Meles Zenawi: Dedicated Peace Advocate and a Brilliant Military Strategist
By Sani Awol
Feb. 11, 2013
This post contains PART I and PART II
A week after the untimely and tragic death of H.E. the late Prime Minister Meles Zenawi, the prominent local elder Professor Ephrem Yishak revealed a story we never heard bofore.
He said: in 1989 when a group of Ethiopian scholars and elders sent a request for all Ethiopian parties to take part in a peace talk, it was Meles who responded first without preconditions.
The late Prime Minister Meles Zenawi was a dedicated peace advocate and a brilliant military strategist.
The story was a new one for the general public. Nonetheless, it was consistent with Meles’s image as a peace maker. All who observed his leading role in the efforts to resolve conflicts across Africa, disagreements among leaders in the African Union and the olive branch he repeatedly extended for trouble makers at home and the region would agree that he was a man of peace.
Therefore, Ephrem Yitsak’s account of Meles’s unconditional willingness to negotiate with all forces for peace was not that surprising.
What we didn’t know much about was he was at the same time an architect of the effective use of the military which is necessary when the peace effort fails.
Though TPLF have been fighting since 1975, Dergue was unwilling even to seat and talk for a decade. The pivotal turn that forced Dergue to recognize TPLF came when it was around 10 years old. Until then, though TPLF controlled almost 90% of Tigray, its military tactic had been limited to guerilla warfare methods.
TPLF’s military strategy couldn’t take the struggle to the next stage of asserting full control on the region and flushing the Dergue army from its strong holds and bases around urban centers. So, TPLF’s fast progress was facing a setback.
About the same time, drought hit northern Ethiopia. Millions in Tigray were threatened by famine, as the drought coupled with years of war, poor provision of agricultural input and market access as well as recurrent irresponsible bombing of civilian areas by the Dergue. Even more sadly, the Dergue refused TPLF’s offer for a truce and for providing full access to humanitarian agencies.
So, TPLF had to avert the catastrophe by sharing its fighter’s food to surrounding people, by transporting hundreds of thousands to refugee centers in Sudan and by lobbying & providing protections for aid organizations who were willing to enter through the border with Sudan.
The lesson of all these were clear for Meles Zenawi, who was rising as the mastermind of TPLF interms of systematizing the party’s political positions and in upgrading its organizational structure.
Meles, alongside similar minded leaders, convinced the party leadership that it is time to divorce with the outdated strategy.
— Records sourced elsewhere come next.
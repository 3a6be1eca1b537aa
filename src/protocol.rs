//! Instruction/status packet codec for the Feetech STS serial protocol.
//!
//! Packet format: `[0xFF, 0xFF, id, length, instruction | error, params..., checksum]`
//! where `length = params + 2` and the checksum is the inverted low byte of the
//! sum of every field after the header.

use std::collections::BTreeMap;
use std::io;
use std::ops::RangeInclusive;
use std::time::{Duration, Instant};

use log::{debug, trace, warn};

use crate::error::{CommResult, DeviceStatus, Result, ServoError};
use crate::registers::{
    BROADCAST_ID, INST_PING, INST_READ, INST_SYNC_WRITE, INST_WRITE, MODEL_NUMBER,
};
use crate::transport::{DEFAULT_TIMEOUT_MS, Transport};

const HEADER: [u8; 2] = [0xFF, 0xFF];

pub const TX_PACKET_MAX_LEN: usize = 250;
pub const RX_PACKET_MAX_LEN: usize = 250;

pub fn checksum(body: &[u8]) -> u8 {
    !body.iter().fold(0u8, |acc, &b| acc.wrapping_add(b))
}

/// Build an instruction packet. Fails with `TxError` if it would not fit.
pub fn encode_instruction(
    id: u8,
    instruction: u8,
    params: &[u8],
) -> std::result::Result<Vec<u8>, CommResult> {
    let total = params.len() + 6;
    if total > TX_PACKET_MAX_LEN {
        return Err(CommResult::TxError);
    }

    let mut packet = Vec::with_capacity(total);
    packet.extend_from_slice(&HEADER);
    packet.push(id);
    packet.push((params.len() + 2) as u8);
    packet.push(instruction);
    packet.extend_from_slice(params);
    packet.push(checksum(&packet[2..]));
    Ok(packet)
}

#[derive(Debug, Clone, PartialEq, Eq)]
pub struct StatusPacket {
    pub id: u8,
    pub status: DeviceStatus,
    pub params: Vec<u8>,
}

#[derive(Debug, PartialEq, Eq)]
pub enum Decoded {
    Complete(StatusPacket),
    Incomplete,
    Invalid(CommResult),
}

/// Try to parse a status packet for `expected_id` out of `buf`.
///
/// Leading noise before the header is skipped, and so are complete frames
/// from other ids (late replies to an exchange that already timed out).
pub fn decode_status(buf: &[u8], expected_id: u8) -> Decoded {
    let mut offset = 0;
    loop {
        let rest = &buf[offset..];
        let Some(mut start) = rest.windows(2).position(|w| w == HEADER) else {
            return Decoded::Incomplete;
        };
        // Runs of 0xFF: the header is the last two of them.
        while rest.get(start + 2) == Some(&0xFF) {
            start += 1;
        }

        let frame = &rest[start..];
        if frame.len() < 4 {
            return Decoded::Incomplete;
        }

        let id = frame[2];
        let length = frame[3] as usize;
        if length < 2 || length + 4 > RX_PACKET_MAX_LEN {
            return Decoded::Invalid(CommResult::Corrupt);
        }

        let total = length + 4;
        if frame.len() < total {
            return Decoded::Incomplete;
        }
        if checksum(&frame[2..total - 1]) != frame[total - 1] {
            return Decoded::Invalid(CommResult::ChecksumError);
        }
        if id != expected_id {
            debug!("Skipping status packet from {} while waiting for {}", id, expected_id);
            offset += start + total;
            continue;
        }

        return Decoded::Complete(StatusPacket {
            id,
            status: DeviceStatus::from_byte(frame[4]),
            params: frame[5..total - 1].to_vec(),
        });
    }
}

/// Result of a read-type exchange. Communication and device errors are
/// reported side by side and never raised, so callers can sweep ids.
#[derive(Debug, Clone, PartialEq, Eq)]
pub struct Reply<T> {
    pub comm: CommResult,
    pub status: DeviceStatus,
    pub value: Option<T>,
}

impl<T> Reply<T> {
    fn failed(comm: CommResult) -> Self {
        Self {
            comm,
            status: DeviceStatus::empty(),
            value: None,
        }
    }

    pub fn is_ok(&self) -> bool {
        self.comm.is_success() && self.status.is_ok() && self.value.is_some()
    }

    pub fn map<U>(self, f: impl FnOnce(T) -> U) -> Reply<U> {
        Reply {
            comm: self.comm,
            status: self.status,
            value: self.value.map(f),
        }
    }

    pub fn into_result(self, id: u8) -> Result<T> {
        if !self.comm.is_success() {
            return Err(ServoError::Communication {
                id,
                result: self.comm,
            });
        }
        if !self.status.is_ok() {
            return Err(ServoError::Device {
                id,
                status: self.status,
            });
        }
        self.value.ok_or(ServoError::Communication {
            id,
            result: CommResult::Corrupt,
        })
    }
}

/// Result of a write-type exchange.
#[derive(Debug, Clone, Copy, PartialEq, Eq)]
pub struct Ack {
    pub comm: CommResult,
    pub status: DeviceStatus,
}

impl Ack {
    pub fn is_ok(&self) -> bool {
        self.comm.is_success() && self.status.is_ok()
    }

    pub fn into_result(self, id: u8) -> Result<()> {
        if !self.comm.is_success() {
            return Err(ServoError::Communication {
                id,
                result: self.comm,
            });
        }
        if !self.status.is_ok() {
            return Err(ServoError::Device {
                id,
                status: self.status,
            });
        }
        Ok(())
    }
}

pub struct PacketHandler<T: Transport> {
    transport: T,
    timeout: Duration,
}

impl<T: Transport> PacketHandler<T> {
    pub fn new(transport: T) -> Self {
        Self {
            transport,
            timeout: Duration::from_millis(DEFAULT_TIMEOUT_MS),
        }
    }

    pub fn with_timeout(mut self, timeout: Duration) -> Self {
        self.timeout = timeout;
        self
    }

    pub fn transport(&self) -> &T {
        &self.transport
    }

    pub fn close(&mut self) {
        self.transport.close();
    }

    /// Ping a servo and read back its model number.
    pub fn ping(&mut self, id: u8) -> Reply<u16> {
        match self.tx_rx(id, INST_PING, &[]) {
            Ok(packet) if !packet.status.is_ok() => Reply {
                comm: CommResult::Success,
                status: packet.status,
                value: None,
            },
            Ok(_) => self.read_u16(id, MODEL_NUMBER),
            Err(comm) => Reply::failed(comm),
        }
    }

    /// Ping every id in `ids` and return those that answered cleanly.
    pub fn scan(&mut self, ids: RangeInclusive<u8>) -> Vec<(u8, u16)> {
        let mut found = Vec::new();
        for id in ids {
            if id == BROADCAST_ID {
                continue;
            }
            let reply = self.ping(id);
            if let (true, Some(model)) = (reply.is_ok(), reply.value) {
                debug!("Servo found at id {} (model {})", id, model);
                found.push((id, model));
            }
        }
        found
    }

    pub fn read(&mut self, id: u8, address: u8, length: u8) -> Reply<Vec<u8>> {
        match self.tx_rx(id, INST_READ, &[address, length]) {
            Ok(packet) if packet.params.len() != length as usize && packet.status.is_ok() => {
                warn!(
                    "Servo {} returned {} bytes for a {} byte read at {}",
                    id,
                    packet.params.len(),
                    length,
                    address
                );
                Reply::failed(CommResult::Corrupt)
            }
            Ok(packet) => {
                let value = packet.status.is_ok().then_some(packet.params);
                Reply {
                    comm: CommResult::Success,
                    status: packet.status,
                    value,
                }
            }
            Err(comm) => Reply::failed(comm),
        }
    }

    pub fn read_u8(&mut self, id: u8, address: u8) -> Reply<u8> {
        self.read(id, address, 1).map(|bytes| bytes[0])
    }

    pub fn read_u16(&mut self, id: u8, address: u8) -> Reply<u16> {
        self.read(id, address, 2)
            .map(|bytes| u16::from_le_bytes([bytes[0], bytes[1]]))
    }

    pub fn read_u32(&mut self, id: u8, address: u8) -> Reply<u32> {
        self.read(id, address, 4)
            .map(|bytes| u32::from_le_bytes([bytes[0], bytes[1], bytes[2], bytes[3]]))
    }

    pub fn write(&mut self, id: u8, address: u8, data: &[u8]) -> Ack {
        let mut params = Vec::with_capacity(data.len() + 1);
        params.push(address);
        params.extend_from_slice(data);

        match self.tx_rx(id, INST_WRITE, &params) {
            Ok(packet) => Ack {
                comm: CommResult::Success,
                status: packet.status,
            },
            Err(comm) => Ack {
                comm,
                status: DeviceStatus::empty(),
            },
        }
    }

    pub fn write_u8(&mut self, id: u8, address: u8, value: u8) -> Ack {
        self.write(id, address, &[value])
    }

    pub fn write_u16(&mut self, id: u8, address: u8, value: u16) -> Ack {
        self.write(id, address, &value.to_le_bytes())
    }

    pub fn write_u32(&mut self, id: u8, address: u8, value: u32) -> Ack {
        self.write(id, address, &value.to_le_bytes())
    }

    /// Write the same register block on several servos with one broadcast
    /// frame. Servos do not answer a sync write.
    pub fn group_write(&mut self, address: u8, targets: &BTreeMap<u8, Vec<u8>>) -> CommResult {
        let Some(data_len) = targets.values().next().map(Vec::len) else {
            return CommResult::TxError;
        };
        if data_len > u8::MAX as usize || targets.values().any(|d| d.len() != data_len) {
            return CommResult::TxError;
        }

        let mut params = Vec::with_capacity(2 + targets.len() * (data_len + 1));
        params.push(address);
        params.push(data_len as u8);
        for (&id, data) in targets {
            params.push(id);
            params.extend_from_slice(data);
        }

        trace!("Sync write to {} servos at {}", targets.len(), address);
        match self.tx_rx(BROADCAST_ID, INST_SYNC_WRITE, &params) {
            Ok(_) => CommResult::Success,
            Err(comm) => comm,
        }
    }

    fn tx_rx(
        &mut self,
        id: u8,
        instruction: u8,
        params: &[u8],
    ) -> std::result::Result<StatusPacket, CommResult> {
        let packet = encode_instruction(id, instruction, params)?;

        if let Err(e) = self.transport.clear_input() {
            debug!("Could not clear input buffer: {}", e);
        }
        if let Err(e) = self.transport.send(&packet) {
            warn!("Failed to send instruction 0x{:02X} to {}: {}", instruction, id, e);
            return Err(CommResult::TxFail);
        }

        if id == BROADCAST_ID {
            return Ok(StatusPacket {
                id,
                status: DeviceStatus::empty(),
                params: Vec::new(),
            });
        }
        self.receive_status(id)
    }

    fn receive_status(&mut self, id: u8) -> std::result::Result<StatusPacket, CommResult> {
        let deadline = Instant::now() + self.timeout;
        let mut buf = Vec::with_capacity(RX_PACKET_MAX_LEN);

        loop {
            match decode_status(&buf, id) {
                Decoded::Complete(packet) => return Ok(packet),
                Decoded::Invalid(comm) => return Err(comm),
                Decoded::Incomplete => {}
            }

            let now = Instant::now();
            if now >= deadline || buf.len() >= RX_PACKET_MAX_LEN {
                return Err(timeout_result(&buf));
            }

            match self
                .transport
                .receive(RX_PACKET_MAX_LEN - buf.len(), deadline - now)
            {
                Ok(bytes) => buf.extend_from_slice(&bytes),
                Err(e) if matches!(e.kind(), io::ErrorKind::TimedOut | io::ErrorKind::WouldBlock) => {}
                Err(e) => {
                    warn!("Receive from servo {} failed: {}", id, e);
                    return Err(timeout_result(&buf));
                }
            }
        }
    }
}

fn timeout_result(buf: &[u8]) -> CommResult {
    if buf.is_empty() {
        CommResult::NoResponse
    } else {
        CommResult::Timeout
    }
}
The only way to stop the suffering of the people is to shorten the war either through peace talks with the Dergue or by defeating it militarily.
For either of the two to happen, TPLF must embark on a conventional warfare strategy and take the war into a higher stage.
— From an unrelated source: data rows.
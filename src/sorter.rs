use crate::step::StepRef;
use std::cmp::Ordering;
use tracing::debug;

/// Priority order of a registry, cached between mutations.
///
/// The registry calls [`SortCache::invalidate`] on every mutation; the next
/// [`SortCache::sorted`] call recomputes.
pub(crate) struct SortCache<A, V> {
    cached: Option<Vec<StepRef<A, V>>>,
}

impl<A, V> Default for SortCache<A, V> {
    fn default() -> Self {
        Self { cached: None }
    }
}

impl<A, V> SortCache<A, V> {
    pub(crate) fn invalidate(&mut self) {
        self.cached = None;
    }

    pub(crate) fn is_valid(&self) -> bool {
        self.cached.is_some()
    }

    /// Returns `steps` ordered by ascending priority, reusing the last result
    /// while the cache is valid.
    pub(crate) fn sorted(&mut self, steps: &[StepRef<A, V>]) -> &[StepRef<A, V>] {
        self.cached.get_or_insert_with(|| {
            debug!("Recomputing priority order for {} steps", steps.len());
            let mut ordered = steps.to_vec();
            // stable: equal priorities keep registration order
            ordered.sort_by(|a, b| compare_priority(a.priority(), b.priority()));
            ordered
        })
    }
}

/// Hinted steps first, ascending; unhinted steps last.
fn compare_priority(a: Option<f64>, b: Option<f64>) -> Ordering {
    match (a, b) {
        (Some(a), Some(b)) => a.partial_cmp(&b).unwrap_or(Ordering::Equal),
        (Some(_), None) => Ordering::Less,
        (None, Some(_)) => Ordering::Greater,
        (None, None) => Ordering::Equal,
    }
}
Subsequently, Meles developed a researched Military doctrine of TPLF. The doctrine provided a clear guide on how TPLFs military capacity should be built, how it should fight, how it should secure areas under its control and how it achieves superiority over enemy forces.
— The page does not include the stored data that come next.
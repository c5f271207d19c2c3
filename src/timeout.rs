//! Cooperative time limits.
//!
//! A timed operation is spawned onto the tokio runtime and its handle is
//! raced against a timer. When the timer wins, the caller stops waiting
//! but the operation keeps running to completion on its own; nothing is
//! aborted or rolled back.

use crate::error::{EngineError, Result};
use crate::step::{Step, StepName, StepOutput, StepRef};
use async_trait::async_trait;
use std::fmt;
use std::future::Future;
use std::sync::Arc;
use std::time::Duration;
use tracing::warn;

/// Awaits `op` for at most `limit`.
///
/// Settles with `op`'s own result if it finishes first, or with
/// [`EngineError::Timeout`] otherwise. `message` replaces the default
/// `Timed out after {ms} ms`. The timer is dropped as soon as either side
/// settles. A panic inside `op` is resumed on the caller.
///
/// Callers should not pass a zero `limit`; treat it as "no limit" and await
/// `op` directly instead.
///
/// # Examples
///
/// ```
/// use junban::{race, EngineError};
/// use std::time::Duration;
///
/// # #[tokio::main]
/// # async fn main() {
/// let fast = race(async { Ok::<_, EngineError>(7) }, Duration::from_secs(1), None).await;
/// assert_eq!(fast.unwrap(), 7);
///
/// let slow = race(
///     async {
///         tokio::time::sleep(Duration::from_secs(5)).await;
///         Ok::<_, EngineError>(7)
///     },
///     Duration::from_millis(10),
///     Some("lookup too slow".to_string()),
/// )
/// .await;
/// assert_eq!(slow.unwrap_err().to_string(), "lookup too slow");
/// # }
/// ```
pub async fn race<F, T>(op: F, limit: Duration, message: Option<String>) -> Result<T>
where
    F: Future<Output = Result<T>> + Send + 'static,
    T: Send + 'static,
{
    let handle = tokio::spawn(op);

    match tokio::time::timeout(limit, handle).await {
        Ok(Ok(settled)) => settled,
        Ok(Err(join_error)) => {
            if join_error.is_panic() {
                std::panic::resume_unwind(join_error.into_panic());
            }
            Err(EngineError::Interrupted(join_error.to_string()))
        }
        Err(_) => Err(match message {
            Some(message) => EngineError::Timeout { limit, message },
            None => EngineError::timeout(limit),
        }),
    }
}

/// A step whose every execution is raced against a fixed limit.
///
/// Produced by the engine when a step is registered with a timeout. The
/// wrapper reports the inner step's name, priority and duplicate exemption,
/// but it is a different [`StepRef`]: removing or de-duplicating by the
/// caller's original handle will not find it.
pub struct TimeoutStep<A, V> {
    inner: StepRef<A, V>,
    limit: Duration,
}

impl<A, V> TimeoutStep<A, V> {
    /// Wraps `inner` with `limit`.
    pub fn new(inner: StepRef<A, V>, limit: Duration) -> Self {
        Self { inner, limit }
    }

    /// The configured limit.
    pub fn limit(&self) -> Duration {
        self.limit
    }

    /// The wrapped step.
    pub fn inner(&self) -> &StepRef<A, V> {
        &self.inner
    }
}

impl<A, V> fmt::Debug for TimeoutStep<A, V> {
    fn fmt(&self, f: &mut fmt::Formatter<'_>) -> fmt::Result {
        f.debug_struct("TimeoutStep")
            .field("inner", &self.inner.name())
            .field("limit", &self.limit)
            .finish()
    }
}

#[async_trait]
impl<A, V> Step<A, V> for TimeoutStep<A, V>
where
    A: Send + Sync + 'static,
    V: Send + 'static,
{
    async fn execute(&self, args: Arc<A>) -> Result<StepOutput<V>> {
        let inner = Arc::clone(&self.inner);
        let result = race(
            async move { inner.execute(args).await },
            self.limit,
            None,
        )
        .await;

        if let Err(e) = &result {
            if e.is_timeout() {
                warn!("Step '{}' timed out: {}", self.inner.name(), e);
            }
        }
        result
    }

    fn name(&self) -> StepName {
        self.inner.name()
    }

    fn priority(&self) -> Option<f64> {
        self.inner.priority()
    }

    fn allow_duplicates(&self) -> bool {
        self.inner.allow_duplicates()
    }
}

#[cfg(test)]
mod tests {
    use super::*;
    use crate::step::from_fn;
    use std::sync::atomic::{AtomicBool, Ordering};

    fn sleeper(ms: u64) -> StepRef<AtomicBool, &'static str> {
        from_fn("sleeper", move |done: Arc<AtomicBool>| async move {
            tokio::time::sleep(Duration::from_millis(ms)).await;
            done.store(true, Ordering::SeqCst);
            Ok::<_, EngineError>(StepOutput::stop("slept"))
        })
        .with_priority(3.0)
        .shared()
    }

    #[tokio::test(start_paused = true)]
    async fn test_race_settles_with_operation_result() {
        let result = race(async { Ok::<_, EngineError>("ok") }, Duration::from_millis(20), None).await;
        assert_eq!(result.unwrap(), "ok");
    }

    #[tokio::test(start_paused = true)]
    async fn test_race_passes_through_operation_error() {
        let result: Result<()> = race(
            async {
                Err(EngineError::StepError {
                    step_name: StepName::new("fetch"),
                    details: "boom".to_string(),
                })
            },
            Duration::from_millis(20),
            None,
        )
        .await;

        match result.unwrap_err() {
            EngineError::StepError { step_name, details } => {
                assert_eq!(step_name, "fetch");
                assert_eq!(details, "boom");
            }
            other => panic!("Unexpected error type: {other}"),
        }
    }

    #[tokio::test(start_paused = true)]
    async fn test_race_times_out_with_default_message() {
        let result = race(
            async {
                tokio::time::sleep(Duration::from_millis(40)).await;
                Ok::<_, EngineError>(())
            },
            Duration::from_millis(20),
            None,
        )
        .await;

        let error = result.unwrap_err();
        assert!(error.is_timeout());
        assert_eq!(error.to_string(), "Timed out after 20 ms");
    }

    #[tokio::test(start_paused = true)]
    async fn test_race_loser_keeps_running() {
        let done = Arc::new(AtomicBool::new(false));
        let flag = Arc::clone(&done);

        let result = race(
            async move {
                tokio::time::sleep(Duration::from_millis(40)).await;
                flag.store(true, Ordering::SeqCst);
                Ok::<_, EngineError>(())
            },
            Duration::from_millis(20),
            None,
        )
        .await;
        assert!(result.unwrap_err().is_timeout());
        assert!(!done.load(Ordering::SeqCst));

        tokio::time::sleep(Duration::from_millis(40)).await;
        assert!(done.load(Ordering::SeqCst));
    }

    #[tokio::test(start_paused = true)]
    async fn test_timeout_step_fails_when_step_is_slower() {
        let step = TimeoutStep::new(sleeper(40), Duration::from_millis(20));
        let result = step.execute(Arc::new(AtomicBool::new(false))).await;
        assert!(result.unwrap_err().is_timeout());
    }

    #[tokio::test(start_paused = true)]
    async fn test_timeout_step_passes_when_step_is_faster() {
        let step = TimeoutStep::new(sleeper(20), Duration::from_millis(40));
        let done = Arc::new(AtomicBool::new(false));
        let result = step.execute(Arc::clone(&done)).await;
        assert_eq!(result.unwrap(), StepOutput::Terminate("slept"));
        assert!(done.load(Ordering::SeqCst));
    }

    #[test]
    fn test_timeout_step_delegates_metadata() {
        let inner = sleeper(1);
        let step = TimeoutStep::new(Arc::clone(&inner), Duration::from_millis(5));
        assert_eq!(step.name(), "sleeper");
        assert_eq!(step.priority(), Some(3.0));
        assert!(!step.allow_duplicates());
        assert_eq!(step.limit(), Duration::from_millis(5));
        assert!(Arc::ptr_eq(step.inner(), &inner));
    }
}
Meles developed the doctrine based on international experience, the nature of TPLF, the nature of Dergue and the nature of the war. Meles prepared both the first draft paper and the final document after discussion with his colleagues and also gave trainings for TPLF fighters.
Meles’s doctrine was tested and proved effective immediately after the trainings when Dergue mobilized huge army to the region boasting it will end TPLF once and for all. By applying Meles’s military doctrine, TPLF fighters annihilated tens of thousands Dergue army which camped around Shere town and soon flushed Dergue from all over Tigray.
Dergue was forced to admit it was fighting with a popular force rather than than “some bandits”.
TPLF fighters guided by Meles’s military doctrine faced major setback of strategy only once when they fought Dergue army around Guna mountains in 1989. Even then, Meles who was hundreds kilometers away, developed an improvised strategy and sent to the commanders on the field, who successfully implemented it.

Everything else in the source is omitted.